Black Girls Code (BGC) is a nonprofit organization that focuses on engaging African-American girls and other youth of color with computer programming education to nurture their careers in tech. The organization offers computer programming and coding, as well as website, robot, and mobile application-building, with the goal of placing one million girls in tech by 2040. Kimberly Bryant, an electrical engineer who had worked in biotech for over 20 years, founded Black Girls Code in 2011 to rectify the underrepresentation of African-American girls and women in tech careers. In October 2023, Cristina Jones became CEO; she was previously an executive at Salesforce.

== Programs ==
Headquartered in Oakland, California, the organization grew to 2,000 participants by August 2013 within the seven established institutions, operating in seven States across the US, as well as in Johannesburg, South Africa. As of December 2019, BGC had 15 chapters.

BGC depends on a volunteer network to design and conduct workshop classes. These IT professionals teach participants skills in web, app, and game development; AI; art and music coding; coding languages (i.e., HTML/CSS, JavaScript, Python); block-based coding; and integrated development environments (i.e., Scratch, p5.js, MIT App Inventor, Repl.it, EarSketch).
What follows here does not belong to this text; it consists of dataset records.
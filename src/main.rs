//! roomwarden CLI entry point
//!
//! Parses arguments, dispatches to the CLI module and exits non-zero on
//! failure. All logic lives in the CLI module.

use roomwarden::cli;

fn main() {
    if let Err(e) = cli::run() {
        eprintln!("{}", e);
        std::process::exit(1);
    }
}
In 2023, BGC, in partnership with GoldieBlox, launched CODE Along, a video series of coding tutorials.

==History==

=== Founding ===
Bryant was inspired to start BGC after her gamer daughter, Kai, attended a computing summer camp and was disappointed in the experience. Her daughter was one in a handful of girls who were at the camp and was the only African American girl present. She also noted that the boys at the camp were given much more attention from the counselors than the few girls there. In an interview with Ebony, Bryant said, "I wanted to find a way to engage and interest my daughter in becoming a digital creative instead of just a consumer, and I did not find other programs that were targeted to girls like her from underrepresented communities."

In 2011, Bryant convinced her colleagues from Genentech to create a six-week coding curriculum for Girls of Color. Her first educational series started in the basement of a college prep institution, and attended by a dozen girls, including her daughter. In January 2012, a tech consultancy company called ThoughtWorks invested in Bryant's initiative, providing access to space and resources.

=== Leadership transition ===
Bryant was removed as head of the organization by the board in 2021 following complaints related to her conduct. The organization then sued Bryant for "hijacking" its website, while she also filed a federal lawsuit accusing board members of defamation, retaliation and wrongful termination from her position as CEO.

In October 2023, the Black Girls Code board appointed former Salesforce executive Cristina Jones as its new CEO.

== Awards and grants ==
BGC received a $50,000 grant from Microsoft's Azure development (AzureDev) community campaign in January 2014. Bryant also received a "Standing O-vation" presented by Oprah Winfrey and Toyota in November 2014.

In August 2015, Bryant turned down a $125,000 grant from ride-sharing app Uber, calling the offer disingenuous and "PR-driven". She also criticized Uber for offering Girls Who Code $1.2 million, an amount nearly ten times larger.

In February 2018, BGC announced a partnership with Uber's competitor, Lyft, as part of their Round Up & Donate program.